Ce tir, survenu le 6 juillet, a laissé parler un certain étonnement chez les observateurs et responsables politiques des pays voisins. La marine chinoise a précisé que ce test était intégré dans «les exercices militaires annuels de routine». Toutefois, les autorités n'ont pas établi de lien direct avec les exercices navals conjoints de la Chine et de la Russie, qui ont débuté le même jour près de Qingdao, selon des informations de Le Figaro.
«Ce tir ne cible aucun pays particulier», a insisté la marine chinoise dans son communiqué, avant de transmettre une «notification préalable» aux nations concernées.
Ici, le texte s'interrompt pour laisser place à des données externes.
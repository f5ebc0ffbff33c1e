use crate::{
    sync::provider::CatalogProvider,
    sync::window::{TimeWindow, WindowBucket},
    types::{ArtistRef, TrackRecord},
    utils, warning,
};

/// The roster-wide result of one collection pass: every track released this
/// year plus the one latest recent track per artist, both sorted newest
/// first.
#[derive(Debug, Clone)]
pub struct TrackCollection {
    pub year_tracks: Vec<TrackRecord>,
    pub recent_tracks: Vec<TrackRecord>,
}

/// Expands one artist's catalog into track records, bucketed by the window.
///
/// Returns every track from releases dated this year (newest release first)
/// and, separately, the artist's latest recent track: the first track
/// encountered across the releases inside the lookback window, in the
/// provider's enumeration order. Releases outside the year are never
/// expanded, so no track listing is fetched for them.
///
/// Callers must only pass artists that carry a provider id; `artist_id` is
/// that id. Failures degrade instead of propagating: an unparseable release
/// date or a failed track listing skips that release, and a failed release
/// listing makes the whole artist contribute nothing.
pub async fn fetch_artist_tracks<P: CatalogProvider>(
    provider: &P,
    artist_id: &str,
    artist: &ArtistRef,
    window: &TimeWindow,
    market: &str,
) -> (Vec<TrackRecord>, Option<TrackRecord>) {
    let releases = match provider.artist_releases(artist_id, market).await {
        Ok(releases) => releases,
        Err(e) => {
            warning!("Error fetching releases for artist {}: {}", artist.name, e);
            return (Vec::new(), None);
        }
    };

    let mut year_tracks: Vec<TrackRecord> = Vec::new();
    let mut latest_recent: Option<TrackRecord> = None;

    for release in releases {
        let release_date = match utils::parse_release_date(&release.release_date) {
            Some(date) => date,
            None => {
                warning!(
                    "Cannot parse release date for {}: {:?}",
                    release.name,
                    release.release_date
                );
                continue;
            }
        };

        let bucket = window.classify(release_date);
        if bucket == WindowBucket::Ignored {
            continue;
        }

        let tracks = match provider.release_tracks(&release.id).await {
            Ok(tracks) => tracks,
            Err(e) => {
                warning!("Error fetching tracks for release {}: {}", release.name, e);
                continue;
            }
        };

        for track in tracks {
            let Some(id) = track.id.filter(|id| !id.is_empty()) else {
                continue;
            };

            let record = TrackRecord {
                id,
                title: track.name,
                release_date,
                artist_handle: artist.handle.clone(),
                artist_name: Some(artist.name.clone()),
            };

            // first track of the first recent release in catalog order,
            // not the date maximum
            if bucket == WindowBucket::Recent && latest_recent.is_none() {
                latest_recent = Some(record.clone());
            }

            year_tracks.push(record);
        }
    }

    utils::sort_tracks_newest_first(&mut year_tracks);

    (year_tracks, latest_recent)
}

/// Runs the fetch over a whole roster, one artist after another.
///
/// Roster entries without a provider id are skipped with a warning. Each
/// artist's year tracks are folded into one collection and each non-empty
/// latest recent track into another; both come back sorted newest first.
pub async fn collect_tracks<P: CatalogProvider>(
    provider: &P,
    roster: &[ArtistRef],
    window: &TimeWindow,
    market: &str,
) -> TrackCollection {
    let mut year_tracks: Vec<TrackRecord> = Vec::new();
    let mut recent_tracks: Vec<TrackRecord> = Vec::new();

    for artist in roster {
        let Some(artist_id) = artist.spotify_id.as_deref().filter(|id| !id.is_empty()) else {
            warning!("Skipping artist without Spotify ID: {}", artist.name);
            continue;
        };

        let (tracks, latest_recent) =
            fetch_artist_tracks(provider, artist_id, artist, window, market).await;

        year_tracks.extend(tracks);
        recent_tracks.extend(latest_recent);
    }

    utils::sort_tracks_newest_first(&mut year_tracks);
    utils::sort_tracks_newest_first(&mut recent_tracks);

    TrackCollection {
        year_tracks,
        recent_tracks,
    }
}
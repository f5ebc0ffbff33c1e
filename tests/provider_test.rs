use async_trait::async_trait;
use chrono::NaiveDate;
use mockall::{Sequence, mock};

use radarsync::sync::{
    CatalogProvider, MAX_TRACKS_PER_ADD, PlaylistDiff, PlaylistPage, ProviderError, SyncMode,
    TimeWindow, apply_diff, collect_tracks, fetch_artist_tracks, fetch_playlist_state,
    sync_playlist,
};
use radarsync::types::{Album, ArtistRef, ReleaseTrack, TrackRecord};

mock! {
    pub Catalog {}

    #[async_trait]
    impl CatalogProvider for Catalog {
        async fn artist_releases(
            &self,
            artist_id: &str,
            market: &str,
        ) -> Result<Vec<Album>, ProviderError>;

        async fn release_tracks(
            &self,
            release_id: &str,
        ) -> Result<Vec<ReleaseTrack>, ProviderError>;

        async fn playlist_tracks_page(
            &self,
            playlist_id: &str,
            page: Option<String>,
        ) -> Result<PlaylistPage, ProviderError>;

        async fn add_playlist_items(
            &self,
            playlist_id: &str,
            track_ids: &[String],
            insert_position: u32,
        ) -> Result<(), ProviderError>;

        async fn remove_playlist_items(
            &self,
            playlist_id: &str,
            track_ids: &[String],
        ) -> Result<(), ProviderError>;

        async fn track_duration_ms(&self, track_id: &str) -> Result<u64, ProviderError>;
    }
}

// Helper function to create a date
fn date(year: i32, month: u32, day: u32) -> NaiveDate {
    NaiveDate::from_ymd_opt(year, month, day).unwrap()
}

// Helper function to create a test album
fn album(id: &str, name: &str, release_date: &str) -> Album {
    Album {
        id: id.to_string(),
        name: name.to_string(),
        release_date: release_date.to_string(),
        release_date_precision: "day".to_string(),
        album_type: "single".to_string(),
        artists: Vec::new(),
    }
}

// Helper function to create an album track item
fn release_track(id: &str, name: &str) -> ReleaseTrack {
    ReleaseTrack {
        id: Some(id.to_string()),
        name: name.to_string(),
    }
}

// Helper function to create a roster entry
fn roster_artist(spotify_id: Option<&str>, name: &str, handle: Option<&str>) -> ArtistRef {
    ArtistRef {
        spotify_id: spotify_id.map(str::to_string),
        name: name.to_string(),
        handle: handle.map(str::to_string),
        ai_usage: None,
    }
}

// Helper function to create a desired track record
fn track(id: &str, title: &str, release_date: NaiveDate) -> TrackRecord {
    TrackRecord {
        id: id.to_string(),
        title: title.to_string(),
        release_date,
        artist_handle: None,
        artist_name: None,
    }
}

fn test_window() -> TimeWindow {
    TimeWindow::new(date(2024, 6, 20), 13)
}

#[tokio::test]
async fn test_fetcher_buckets_releases_and_picks_enumeration_order_latest() {
    let mut catalog = MockCatalog::new();
    let artist = roster_artist(Some("a1"), "Artist One", Some("one"));

    // enumeration order: an older recent release first, a newer one second,
    // then a year-to-date release and one from last year
    catalog
        .expect_artist_releases()
        .withf(|artist_id, market| artist_id == "a1" && market == "US")
        .times(1)
        .returning(|_, _| {
            Ok(vec![
                album("alb1", "Early Recent", "2024-06-10"),
                album("alb2", "Late Recent", "2024-06-18"),
                album("alb3", "Spring", "2024-03-01"),
                album("alb4", "Last Year", "2023-11-01"),
            ])
        });

    catalog
        .expect_release_tracks()
        .withf(|release_id| release_id == "alb1")
        .times(1)
        .returning(|_| {
            Ok(vec![
                release_track("r1", "Opener"),
                release_track("r2", "Closer"),
            ])
        });
    catalog
        .expect_release_tracks()
        .withf(|release_id| release_id == "alb2")
        .times(1)
        .returning(|_| Ok(vec![release_track("r3", "Newest Cut")]));
    catalog
        .expect_release_tracks()
        .withf(|release_id| release_id == "alb3")
        .times(1)
        .returning(|_| Ok(vec![release_track("y1", "Spring Song")]));
    // no expectation for alb4: releases outside the year must not be expanded

    let (year_tracks, latest_recent) =
        fetch_artist_tracks(&catalog, "a1", &artist, &test_window(), "US").await;

    // the latest recent track follows catalog enumeration order, not the
    // release-date maximum
    let latest = latest_recent.unwrap();
    assert_eq!(latest.id, "r1");
    assert_eq!(latest.artist_handle.as_deref(), Some("one"));
    assert_eq!(latest.artist_name.as_deref(), Some("Artist One"));

    // all in-year tracks, newest release first
    let ids: Vec<&str> = year_tracks.iter().map(|t| t.id.as_str()).collect();
    assert_eq!(ids, vec!["r3", "r1", "r2", "y1"]);
}

#[tokio::test]
async fn test_fetcher_degrades_to_empty_when_release_listing_fails() {
    let mut catalog = MockCatalog::new();
    let artist = roster_artist(Some("a1"), "Artist One", None);

    catalog
        .expect_artist_releases()
        .times(1)
        .returning(|_, _| Err(ProviderError::Api("listing failed".to_string())));

    let (year_tracks, latest_recent) =
        fetch_artist_tracks(&catalog, "a1", &artist, &test_window(), "US").await;

    assert!(year_tracks.is_empty());
    assert!(latest_recent.is_none());
}

#[tokio::test]
async fn test_fetcher_skips_bad_dates_failed_listings_and_idless_tracks() {
    let mut catalog = MockCatalog::new();
    let artist = roster_artist(Some("a1"), "Artist One", None);

    catalog
        .expect_artist_releases()
        .times(1)
        .returning(|_, _| {
            Ok(vec![
                album("alb_bad", "No Date", "not-a-date"),
                album("alb_fail", "Broken Listing", "2024-06-15"),
                album("alb_good", "Working", "2024-06-12"),
            ])
        });

    // the unparseable release is never expanded
    catalog
        .expect_release_tracks()
        .withf(|release_id| release_id == "alb_fail")
        .times(1)
        .returning(|_| Err(ProviderError::Api("tracks failed".to_string())));
    catalog
        .expect_release_tracks()
        .withf(|release_id| release_id == "alb_good")
        .times(1)
        .returning(|_| {
            Ok(vec![
                ReleaseTrack {
                    id: None,
                    name: "Unavailable".to_string(),
                },
                release_track("g1", "Good Track"),
            ])
        });

    let (year_tracks, latest_recent) =
        fetch_artist_tracks(&catalog, "a1", &artist, &test_window(), "US").await;

    let ids: Vec<&str> = year_tracks.iter().map(|t| t.id.as_str()).collect();
    assert_eq!(ids, vec!["g1"]);
    assert_eq!(latest_recent.unwrap().id, "g1");
}

#[tokio::test]
async fn test_collect_tracks_skips_artists_without_id_and_aggregates() {
    let mut catalog = MockCatalog::new();
    let roster = vec![
        roster_artist(None, "No Id", None),
        roster_artist(Some(""), "Empty Id", None),
        roster_artist(Some("a1"), "Artist One", Some("one")),
        roster_artist(Some("a2"), "Artist Two", Some("two")),
    ];

    // only the two artists with a usable id reach the provider
    catalog
        .expect_artist_releases()
        .withf(|artist_id, _| artist_id == "a1")
        .times(1)
        .returning(|_, _| Ok(vec![album("alb1", "One Single", "2024-06-10")]));
    catalog
        .expect_artist_releases()
        .withf(|artist_id, _| artist_id == "a2")
        .times(1)
        .returning(|_, _| Ok(vec![album("alb2", "Two Single", "2024-06-18")]));

    catalog
        .expect_release_tracks()
        .withf(|release_id| release_id == "alb1")
        .times(1)
        .returning(|_| Ok(vec![release_track("t1", "Track One")]));
    catalog
        .expect_release_tracks()
        .withf(|release_id| release_id == "alb2")
        .times(1)
        .returning(|_| Ok(vec![release_track("t2", "Track Two")]));

    let collection = collect_tracks(&catalog, &roster, &test_window(), "US").await;

    // both aggregates come back newest first
    let year_ids: Vec<&str> = collection.year_tracks.iter().map(|t| t.id.as_str()).collect();
    assert_eq!(year_ids, vec!["t2", "t1"]);

    let recent_ids: Vec<&str> = collection
        .recent_tracks
        .iter()
        .map(|t| t.id.as_str())
        .collect();
    assert_eq!(recent_ids, vec!["t2", "t1"]);
    assert_eq!(
        collection.recent_tracks[0].artist_handle.as_deref(),
        Some("two")
    );
}

#[tokio::test]
async fn test_playlist_state_drains_every_page() {
    let mut catalog = MockCatalog::new();

    catalog
        .expect_playlist_tracks_page()
        .withf(|playlist_id, page| playlist_id == "pl1" && page.is_none())
        .times(1)
        .returning(|_, _| {
            Ok(PlaylistPage {
                items: vec!["t1".to_string()],
                next: Some("page2".to_string()),
            })
        });
    catalog
        .expect_playlist_tracks_page()
        .withf(|_, page| page.as_deref() == Some("page2"))
        .times(1)
        .returning(|_, _| {
            Ok(PlaylistPage {
                items: vec!["t2".to_string()],
                next: Some("page3".to_string()),
            })
        });
    catalog
        .expect_playlist_tracks_page()
        .withf(|_, page| page.as_deref() == Some("page3"))
        .times(1)
        .returning(|_, _| {
            Ok(PlaylistPage {
                items: vec!["t3".to_string()],
                next: None,
            })
        });

    let state = fetch_playlist_state(&catalog, "pl1").await.unwrap();
    assert_eq!(
        state,
        vec!["t1".to_string(), "t2".to_string(), "t3".to_string()]
    );
}

#[tokio::test]
async fn test_apply_diff_removes_before_adding() {
    let mut catalog = MockCatalog::new();
    let mut seq = Sequence::new();

    catalog
        .expect_remove_playlist_items()
        .withf(|playlist_id, ids| playlist_id == "pl1" && *ids == ["old1", "old2"])
        .times(1)
        .in_sequence(&mut seq)
        .returning(|_, _| Ok(()));
    catalog
        .expect_add_playlist_items()
        .withf(|playlist_id, ids, position| {
            playlist_id == "pl1" && *ids == ["new1"] && *position == 0
        })
        .times(1)
        .in_sequence(&mut seq)
        .returning(|_, _, _| Ok(()));

    let diff = PlaylistDiff {
        to_add: vec![track("new1", "New", date(2024, 6, 18))],
        to_remove: vec!["old1".to_string(), "old2".to_string()],
    };

    apply_diff(&catalog, "pl1", &diff).await.unwrap();
}

#[tokio::test]
async fn test_additions_are_chunked_and_head_inserted() {
    let mut catalog = MockCatalog::new();
    let mut seq = Sequence::new();

    let desired: Vec<TrackRecord> = (0..120)
        .map(|i| track(&format!("id{:03}", i), &format!("Track {}", i), date(2024, 6, 10)))
        .collect();

    catalog
        .expect_playlist_tracks_page()
        .times(1)
        .returning(|_, _| {
            Ok(PlaylistPage {
                items: Vec::new(),
                next: None,
            })
        });

    // three consecutive chunks, every one inserted at the head
    catalog
        .expect_add_playlist_items()
        .withf(|_, ids, position| {
            ids.len() == MAX_TRACKS_PER_ADD
                && ids[0] == "id000"
                && ids[49] == "id049"
                && *position == 0
        })
        .times(1)
        .in_sequence(&mut seq)
        .returning(|_, _, _| Ok(()));
    catalog
        .expect_add_playlist_items()
        .withf(|_, ids, position| {
            ids.len() == MAX_TRACKS_PER_ADD
                && ids[0] == "id050"
                && ids[49] == "id099"
                && *position == 0
        })
        .times(1)
        .in_sequence(&mut seq)
        .returning(|_, _, _| Ok(()));
    catalog
        .expect_add_playlist_items()
        .withf(|_, ids, position| {
            ids.len() == 20 && ids[0] == "id100" && ids[19] == "id119" && *position == 0
        })
        .times(1)
        .in_sequence(&mut seq)
        .returning(|_, _, _| Ok(()));

    let diff = sync_playlist(&catalog, "pl1", &desired, SyncMode::MissingOnly, false)
        .await
        .unwrap();

    assert_eq!(diff.to_add.len(), 120);
    assert!(diff.to_remove.is_empty());
}

#[tokio::test]
async fn test_dry_run_computes_diff_without_mutating() {
    let mut catalog = MockCatalog::new();

    catalog
        .expect_playlist_tracks_page()
        .times(1)
        .returning(|_, _| {
            Ok(PlaylistPage {
                items: vec!["t1".to_string(), "t2".to_string()],
                next: None,
            })
        });
    // no add/remove expectations: any mutation call fails the test

    let desired = vec![
        track("t2", "Kept", date(2024, 6, 10)),
        track("t4", "New", date(2024, 6, 18)),
    ];

    let diff = sync_playlist(&catalog, "pl1", &desired, SyncMode::WindowedReplace, true)
        .await
        .unwrap();

    let add_ids: Vec<&str> = diff.to_add.iter().map(|t| t.id.as_str()).collect();
    assert_eq!(add_ids, vec!["t4"]);
    assert_eq!(diff.to_remove, vec!["t1".to_string()]);
}

#[tokio::test]
async fn test_second_sync_run_is_idempotent() {
    let desired = vec![
        track("t2", "Kept", date(2024, 6, 10)),
        track("t4", "New", date(2024, 6, 18)),
    ];

    // first run against the stale playlist performs both mutations
    let mut first = MockCatalog::new();
    first
        .expect_playlist_tracks_page()
        .times(1)
        .returning(|_, _| {
            Ok(PlaylistPage {
                items: vec!["t1".to_string(), "t2".to_string(), "t3".to_string()],
                next: None,
            })
        });
    first
        .expect_remove_playlist_items()
        .withf(|_, ids| *ids == ["t1", "t3"])
        .times(1)
        .returning(|_, _| Ok(()));
    first
        .expect_add_playlist_items()
        .withf(|_, ids, position| *ids == ["t4"] && *position == 0)
        .times(1)
        .returning(|_, _, _| Ok(()));

    let first_diff = sync_playlist(&first, "pl1", &desired, SyncMode::WindowedReplace, false)
        .await
        .unwrap();
    assert!(!first_diff.is_empty());

    // second run sees the converged membership and has nothing to do
    let mut second = MockCatalog::new();
    second
        .expect_playlist_tracks_page()
        .times(1)
        .returning(|_, _| {
            Ok(PlaylistPage {
                items: vec!["t4".to_string(), "t2".to_string()],
                next: None,
            })
        });

    let second_diff = sync_playlist(&second, "pl1", &desired, SyncMode::WindowedReplace, false)
        .await
        .unwrap();
    assert!(second_diff.is_empty());
}

#[tokio::test]
async fn test_mutation_errors_propagate() {
    let mut catalog = MockCatalog::new();

    catalog
        .expect_playlist_tracks_page()
        .times(1)
        .returning(|_, _| {
            Ok(PlaylistPage {
                items: vec!["t1".to_string()],
                next: None,
            })
        });
    catalog
        .expect_remove_playlist_items()
        .times(1)
        .returning(|_, _| Err(ProviderError::Api("remove failed".to_string())));

    let desired = vec![track("t2", "New", date(2024, 6, 18))];

    let result = sync_playlist(&catalog, "pl1", &desired, SyncMode::WindowedReplace, false).await;
    assert!(result.is_err());
}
Mao Ning, porte-parole du ministère des Affaires étrangères, a ajouté que l'opération avait été effectuée «dans des conditions de sécurité, réglementées et professionnelles», appelant toutefois à éviter toute «surinterprétation».
Ce missile est décrit comme un «missile stratégique» avec une «ogive d'entraînement à charge simulée», tiré à 12h01 (06h01 heure française) vers «les eaux internationales du Pacifique». Pour l'heure, les informations sur sa localisation précise restent limitées.
Dans le jargon militaire, un «missile stratégique» évoque souvent un missile balistique intercontinental (ICBM), capable de frapper à des milliers de kilomètres. Un porte-parole du ministère chinois n'a pas encore confirmé si le projectile lancé était un ICBM ou un missile mer-sol balistique stratégique (SLBM), ce dernier étant souvent tiré depuis les sous-marins. Étienne Marcuz, chercheur à la Fondation pour la Recherche Stratégique, souligne que «Pékin teste régulièrement ce type de missile avec des trajets d'Est en Ouest pour que la charge retombe sur son propre territoire».
Le chercheur nuance qu'«l'événement de ce matin se distingue par une retombée dans le Pacifique, à plus de 7200 km du point de tir», ce qui permet de tester la portée maximale de l'engin. Il s'agit selon lui du «premier tir SLBM chinois à portée maximale».
Le dernier essai chinois dans le Pacifique remonte à septembre 2024, lorsque Pékin a tiré un ICBM, également sans charge nucléaire. Ce tir avait été perçu comme un signal vers les États-Unis, selon des analyses de Le Figaro.
Au-delà des simples tests, Étienne Marcuz y voit une «démonstration de crédibilité de la dissuasion chinoise» face à la compétition géopolitique croissante. Les sous-marins nucléaires, capables d'opérations en second, doivent rassurer sur la possibilité d'une riposte massive, même en cas d'attaque surprise.
Les réactions internationales n'ont pas tardé. Le ministre néo-zélandais des Affaires étrangères, Winston Peters, a exprimé sa «profonde préoccupation» face à cette activité, qualifiant le Pacifique de «océan de paix». L'Australie a évoqué un tir «déstabilisant pour la région», alors que le Japon a exhorté Pékin à reconsidérer ses essais, soulignant «les graves préoccupations» face à l'intensification militaire chinoise.